→ The data
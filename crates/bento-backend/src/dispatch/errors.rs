//! Error types for request dispatch failures.
//!
//! Framing problems (unreadable, oversized or malformed lines) and transport
//! failures end the session because the stream can no longer be trusted.
//! Everything else is scoped to a single request and is reported to the
//! runner as an `error` envelope.

use std::io;

use thiserror::Error;

use crate::registry::RegistryError;
use crate::steps::StepError;

/// Errors surfaced during request parsing and dispatch.
#[derive(Debug, Error)]
pub enum DispatchError {
    /// Request line could not be parsed as valid JSON.
    #[error("malformed JSONL: {message}")]
    MalformedJsonl {
        message: String,
        #[source]
        source: Option<serde_json::Error>,
    },

    /// Request exceeds the maximum allowed size.
    #[error("request too large: {size} bytes exceeds {max_size} byte limit")]
    RequestTooLarge { size: usize, max_size: usize },

    /// IO error during read or write.
    #[error("IO error: {0}")]
    Io(#[from] io::Error),

    /// Response serialization failed.
    #[error("failed to serialize response: {0}")]
    SerializeResponse(#[source] serde_json::Error),

    /// The `special` field named an unsupported request.
    #[error("unknown special request '{special}'")]
    UnknownSpecial { special: String },

    /// The request carried neither `special` nor `sentence`.
    #[error("request has neither a special nor a sentence field")]
    MissingSentence,

    /// Sentence resolution failed.
    #[error(transparent)]
    Registry(#[from] RegistryError),

    /// The step handler reported a failure.
    #[error("step failed: {0}")]
    Step(#[from] StepError),
}

impl DispatchError {
    /// Returns `true` when the session cannot continue after this error.
    #[must_use]
    pub fn is_fatal(&self) -> bool {
        match self {
            Self::MalformedJsonl { .. }
            | Self::RequestTooLarge { .. }
            | Self::Io(_)
            | Self::SerializeResponse(_) => true,
            Self::UnknownSpecial { .. }
            | Self::MissingSentence
            | Self::Registry(_)
            | Self::Step(_) => false,
        }
    }

    /// Creates a malformed JSONL error from a serde error.
    pub fn from_json_error(source: serde_json::Error) -> Self {
        Self::MalformedJsonl {
            message: source.to_string(),
            source: Some(source),
        }
    }

    /// Creates a malformed JSONL error with a custom message.
    pub fn malformed(message: impl Into<String>) -> Self {
        Self::MalformedJsonl {
            message: message.into(),
            source: None,
        }
    }

    /// Creates a request too large error.
    pub fn request_too_large(size: usize, max_size: usize) -> Self {
        Self::RequestTooLarge { size, max_size }
    }

    /// Creates an unknown special error.
    pub fn unknown_special(special: impl Into<String>) -> Self {
        Self::UnknownSpecial {
            special: special.into(),
        }
    }
}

→ Work required
The response must hold only the lines above from the line with "pub fn is_fatal(&self)" through the line with "a custom message.", each copied exactly, both ends kept.

→ The completed task
    pub fn is_fatal(&self) -> bool {
        match self {
            Self::MalformedJsonl { .. }
            | Self::RequestTooLarge { .. }
            | Self::Io(_)
            | Self::SerializeResponse(_) => true,
            Self::UnknownSpecial { .. }
            | Self::MissingSentence
            | Self::Registry(_)
            | Self::Step(_) => false,
        }
    }

    /// Creates a malformed JSONL error from a serde error.
    pub fn from_json_error(source: serde_json::Error) -> Self {
        Self::MalformedJsonl {
            message: source.to_string(),
            source: Some(source),
        }
    }

    /// Creates a malformed JSONL error with a custom message.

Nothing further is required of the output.